Успокоила сноху, а сама, выйдя на улицу, вздохнула. Не такой представлялась ей женитьба сына, ведь что ни говори, а не по-людски получилось, вроде воровски. Неужели девка никакая не приглянулась? Свадьбу сыграли бы честь честью. Не могла отговорить Ивана, упрямые молодые-то, режут, не мерявши. Нынче мало родителей спрашивают. Вот и боли материно сердце. Хоть бы сенокос закончить — в самое горячее время приспичило. Вчера попеняла, высказала обоим свои сомнения — обиделись, и она покаялась, поняла, что может лишь помешать счастью сына. У самого голова на плечах: годы не маленькие, войну прошел. Более того, утром она почувствовала себя виноватой перед молодыми, потому с материнской заботливостью и поспешила к Насте. Как всякий деревенский человек, она была тех правил, что не стоит выносить сор из избы, и ради благополучия сына готова была стерпеть все.
Еще одна вещь осталась после Катерины: ходики. Славно постукивают, отпугивают ночную тишину. Окна ничем не занавешены, едва уловимый свет наполняет избу. Осока шебаршит в туго набитом матраце. Для Шурика Иван принес из дому деревянную кроватку — сам когда-то в ней спал.
— Ты на мать не обижайся, она добрая, — сказал Иван.
— Я знаю.
— Надо двор покрыть до осени. Дранки можно нащепать на станке у Карпухиных. Жаль, дней у меня свободных нет.
— Стариков кого-нибудь попросим.
— Придется. Еще поставлю новый тын под окнами — это сделаю после работы, помаленьку. Хочется, чтоб дом был как игрушка. Сейчас по деревне пересуды, а после завидовать нам будут.
Иван гладил матово белевшие в сумерках Настины плечи, мял в ладонях мягкие, как чесаный лен, волосы, зарывался в них лицом. Пахло солнцем и сеном. И ладони ее, гладкие от грабель, пахли сеном. Такая пора в деревне.
Она отзывалась на его ласку, замирала, прислушиваясь к посапыванию Шурика. Как-то свыкнутся они с Иваном? Чужая кровь. Никогда не узнает сынишка настоящей отцовской ласки. Хорошо, что мал, отца совсем не видывал, он-то потянется к Ивану. И согревала себя надеждой, и тревожилась.
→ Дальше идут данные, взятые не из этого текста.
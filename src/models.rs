use std::collections::BTreeMap;

use chrono::{DateTime, NaiveDate, Utc};
use serde::{Deserialize, Serialize};
use sqlx::FromRow;
use ts_rs::TS;
use utoipa::ToSchema;
use uuid::Uuid;

// --- Core Records (Mapped to Database) ---

/// User
///
/// An account from the `users` table. Owns notes and comments; ownership never transfers.
#[derive(Debug, Clone, Serialize, Deserialize, FromRow, Default)]
pub struct User {
    pub id: Uuid,
    pub username: String,
    // Argon2 PHC string. Never serialized into responses.
    #[serde(skip_serializing)]
    pub password_hash: String,
    pub created_at: DateTime<Utc>,
}

/// News
///
/// A news item from the `news` table. Read-only for this service; items are seeded externally.
#[derive(Debug, Clone, PartialEq, Serialize, Deserialize, TS, ToSchema, FromRow, Default)]
#[ts(export)]
pub struct News {
    pub id: i64,
    pub title: String,
    pub text: String,
    // Publication date; the home page orders by it, newest first.
    #[ts(type = "string")]
    pub date: NaiveDate,
}

/// Comment
///
/// A reader comment attached to one news item. Only `text` ever changes after creation.
#[derive(Debug, Clone, PartialEq, Serialize, Deserialize, TS, ToSchema, FromRow, Default)]
#[ts(export)]
pub struct Comment {
    pub id: i64,
    pub news_id: i64,
    pub author_id: Uuid,
    pub text: String,
    // Assigned by the server at write time; listings order by it, oldest first.
    #[ts(type = "string")]
    pub created: DateTime<Utc>,
}

/// Note
///
/// A personal note from the `notes` table. `slug` is unique across all notes.
#[derive(Debug, Clone, PartialEq, Serialize, Deserialize, TS, ToSchema, FromRow, Default)]
#[ts(export)]
pub struct Note {
    pub id: i64,
    pub author_id: Uuid,
    pub title: String,
    pub text: String,
    pub slug: String,
}

// --- Form Payloads (Input Schemas) ---
//
// Every field defaults to empty so that an omitted field is reported as a field error
// on the re-rendered form rather than rejected by the extractor.

/// CommentForm
///
/// Body of a comment create or edit (`application/x-www-form-urlencoded`).
#[derive(Debug, Clone, Serialize, Deserialize, TS, ToSchema, Default)]
#[ts(export)]
pub struct CommentForm {
    #[serde(default)]
    pub text: String,
}

/// NoteForm
///
/// Body of a note create or edit. An empty `slug` asks the server to derive one from `title`.
#[derive(Debug, Clone, Serialize, Deserialize, TS, ToSchema, Default)]
#[ts(export)]
pub struct NoteForm {
    #[serde(default)]
    pub title: String,
    #[serde(default)]
    pub text: String,
    #[serde(default)]
    pub slug: String,
}

/// CredentialsForm
///
/// Body of the login and signup forms. The password is hashed or verified and then dropped;
/// it is never echoed back in a re-rendered form.
#[derive(Clone, Serialize, Deserialize, ToSchema, Default)]
pub struct CredentialsForm {
    #[serde(default)]
    pub username: String,
    #[serde(default, skip_serializing)]
    pub password: String,
}

impl std::fmt::Debug for CredentialsForm {
    fn fmt(&self, f: &mut std::fmt::Formatter<'_>) -> std::fmt::Result {
        f.debug_struct("CredentialsForm")
            .field("username", &self.username)
            .field("password", &"<redacted>")
            .finish()
    }
}

/// FormErrors
///
/// Field name to messages. Form-wide errors live under `__all__`.
#[derive(Debug, Clone, PartialEq, Eq, Serialize, Deserialize, TS, ToSchema, Default)]
#[ts(export)]
pub struct FormErrors(pub BTreeMap<String, Vec<String>>);

impl FormErrors {
    /// Key for errors that do not belong to a single field.
    pub const NON_FIELD: &'static str = "__all__";

    pub fn add(&mut self, field: &str, message: impl Into<String>) {
        self.0.entry(field.to_string()).or_default().push(message.into());
    }

    pub fn is_empty(&self) -> bool {
        self.0.is_empty()
    }

    pub fn get(&self, field: &str) -> &[String] {
        self.0.get(field).map(Vec::as_slice).unwrap_or_default()
    }

    pub fn has(&self, field: &str) -> bool {
        self.0.contains_key(field)
    }
}

// --- Page Contexts (Output Schemas) ---
//
// Each page is the JSON form of what a template would receive: the record(s) being shown
// and, where the page accepts input, a `form` with the submitted data and its errors.

/// CommentFormContext
#[derive(Debug, Clone, Serialize, Deserialize, TS, ToSchema, Default)]
#[ts(export)]
pub struct CommentFormContext {
    pub data: CommentForm,
    pub errors: FormErrors,
}

/// NoteFormContext
#[derive(Debug, Clone, Serialize, Deserialize, TS, ToSchema, Default)]
#[ts(export)]
pub struct NoteFormContext {
    pub data: NoteForm,
    pub errors: FormErrors,
}

/// CredentialsFormContext
#[derive(Debug, Clone, Serialize, Deserialize, ToSchema, Default)]
pub struct CredentialsFormContext {
    pub data: CredentialsForm,
    pub errors: FormErrors,
}

/// NewsListPage
///
/// Home page of the news app (GET /news/).
#[derive(Debug, Clone, Serialize, Deserialize, TS, ToSchema, Default)]
#[ts(export)]
pub struct NewsListPage {
    pub object_list: Vec<News>,
}

/// NewsWithComments
///
/// A news item together with its comments, oldest first.
#[derive(Debug, Clone, Serialize, Deserialize, TS, ToSchema, Default)]
#[ts(export)]
pub struct NewsWithComments {
    #[serde(flatten)]
    pub news: News,
    pub comment_set: Vec<Comment>,
}

/// NewsDetailPage
///
/// Detail page of a news item (GET /news/{id}/). The comment form is only offered to an
/// authenticated reader, so `form` is absent for anonymous requests.
#[derive(Debug, Clone, Serialize, Deserialize, TS, ToSchema, Default)]
#[ts(export)]
pub struct NewsDetailPage {
    pub news: NewsWithComments,
    #[serde(skip_serializing_if = "Option::is_none")]
    #[ts(optional)]
    pub form: Option<CommentFormContext>,
}

/// CommentPage
///
/// Comment edit page (with `form`) or delete confirmation (without).
#[derive(Debug, Clone, Serialize, Deserialize, TS, ToSchema, Default)]
#[ts(export)]
pub struct CommentPage {
    pub comment: Comment,
    #[serde(skip_serializing_if = "Option::is_none")]
    #[ts(optional)]
    pub form: Option<CommentFormContext>,
}

/// NoteListPage
///
/// The requesting user's notes (GET /notes/list/).
#[derive(Debug, Clone, Serialize, Deserialize, TS, ToSchema, Default)]
#[ts(export)]
pub struct NoteListPage {
    pub object_list: Vec<Note>,
}

/// NotePage
///
/// Note detail page and delete confirmation.
#[derive(Debug, Clone, Serialize, Deserialize, TS, ToSchema, Default)]
#[ts(export)]
pub struct NotePage {
    pub note: Note,
}

/// NoteFormPage
///
/// Note add and edit pages.
#[derive(Debug, Clone, Serialize, Deserialize, TS, ToSchema, Default)]
#[ts(export)]
pub struct NoteFormPage {
    pub form: NoteFormContext,
}

/// CredentialsPage
///
/// Login and signup pages. `next` carries the return pointer through the login form.
#[derive(Debug, Clone, Serialize, Deserialize, ToSchema, Default)]
pub struct CredentialsPage {
    pub form: CredentialsFormContext,
    #[serde(skip_serializing_if = "Option::is_none")]
    pub next: Option<String>,
}

/// MessagePage
///
/// Static pages: notes home, "done" page, logout confirmation.
#[derive(Debug, Clone, Serialize, Deserialize, TS, ToSchema, Default)]
#[ts(export)]
pub struct MessagePage {
    pub message: String,
}

/// TokenResponse
///
/// Successful login. The client sends `access_token` as a Bearer token and continues at `next`.
#[derive(Debug, Clone, Serialize, Deserialize, ToSchema, Default)]
pub struct TokenResponse {
    pub access_token: String,
    pub token_type: String,
    pub next: String,
}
Кажется, радоваться бы, что стала хозяйкой своего дома, любая беда теперь — на двоих, и мальчишке легче расти возле мужика. Кажется, сбылось простое бабье счастье: мужнина рука под головой, крепкий запах махорки и бензина, от которого изба сразу становится обжитой. Но почему все точат душу сомнения? Будто бы украдено это счастье у других вдовых баб, у истосковавшихся по женихам девок.
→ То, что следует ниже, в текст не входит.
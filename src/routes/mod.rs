/// Router Module Index
///
/// Splits the HTTP surface by access level. The split is what the auth gate attaches
/// to: everything in `authenticated` sits behind `auth_middleware`, so a guarded
/// endpoint cannot be exposed by forgetting an extractor.

/// Routes open to anonymous callers. Handlers may still look at `MaybeUser`, and
/// `POST /news/{id}/` requires an `AuthUser` of its own.
pub mod public;

/// Routes behind the login gate. Anonymous callers are redirected to the login page.
pub mod authenticated;
use chrono::{NaiveDate, Utc};
use newsnotes::models::{
    Comment, CommentFormContext, CredentialsForm, FormErrors, News, NewsDetailPage,
    NewsWithComments, NoteForm, User,
};
use uuid::Uuid;

// --- Tests ---

#[test]
fn test_user_password_hash_is_never_serialized() {
    let user = User {
        id: Uuid::new_v4(),
        username: "Автор".to_string(),
        password_hash: "$argon2id$v=19$secret".to_string(),
        created_at: Utc::now(),
    };

    let json_output = serde_json::to_string(&user).unwrap();

    assert!(json_output.contains(r#""username":"Автор""#));
    assert!(!json_output.contains("password_hash"));
    assert!(!json_output.contains("argon2"));
}

#[test]
fn test_credentials_form_hides_password() {
    let form = CredentialsForm {
        username: "Автор".to_string(),
        password: "hunter2-hunter2".to_string(),
    };

    assert!(!serde_json::to_string(&form).unwrap().contains("hunter2"));
    assert!(!format!("{form:?}").contains("hunter2"));
}

#[test]
fn test_news_detail_flattens_news_fields() {
    // Mirrors a template reading `news.title` and `news.comment_set`.
    let page = NewsDetailPage {
        news: NewsWithComments {
            news: News {
                id: 1,
                title: "Заголовок".to_string(),
                text: "Новость".to_string(),
                date: NaiveDate::from_ymd_opt(2024, 1, 2).unwrap(),
            },
            comment_set: vec![Comment::default()],
        },
        form: None,
    };

    let value = serde_json::to_value(&page).unwrap();

    assert_eq!(value["news"]["title"], "Заголовок");
    assert_eq!(value["news"]["date"], "2024-01-02");
    assert_eq!(value["news"]["comment_set"].as_array().unwrap().len(), 1);
    // Anonymous readers get no form key at all.
    assert!(value.get("form").is_none());
}

#[test]
fn test_form_errors_serialize_as_plain_map() {
    let mut errors = FormErrors::default();
    errors.add("text", "Не ругайтесь!");
    errors.add(FormErrors::NON_FIELD, "общая ошибка");

    let context = CommentFormContext {
        errors,
        ..CommentFormContext::default()
    };
    let value = serde_json::to_value(&context).unwrap();

    assert_eq!(value["errors"]["text"][0], "Не ругайтесь!");
    assert_eq!(value["errors"]["__all__"][0], "общая ошибка");
    assert_eq!(value["data"]["text"], "");
}

#[test]
fn test_note_form_missing_fields_default_to_empty() {
    let form: NoteForm = serde_json::from_str(r#"{"title":"Заголовок"}"#).unwrap();

    assert_eq!(form.title, "Заголовок");
    assert!(form.text.is_empty());
    assert!(form.slug.is_empty());
}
Уснул Иван. Ему-то легче, не надо выходить в поле с бабами, уехал на станцию и весь день — в рейсе. Настя осторожно поднялась, убрала с подушки его вялую руку. Он пошевелился, почмокал губами и снова затих. Выпуклый, слегка раздвоенный подбородок, резкие скулы, в глазницах запряталась темнота — лицо выражало каменное спокойствие. Оно показалось чужим и далеким, может быть, потому, что Настя надолго приковалась к нему взглядом. Стало обидно, почему он может спать с младенческой безмятежностью, когда ей смутно, беспокойно? И, позабыв о том, что он смертельно умотался за баранкой, она готова была разбудить его, чтобы избавиться от этой немоты в избе.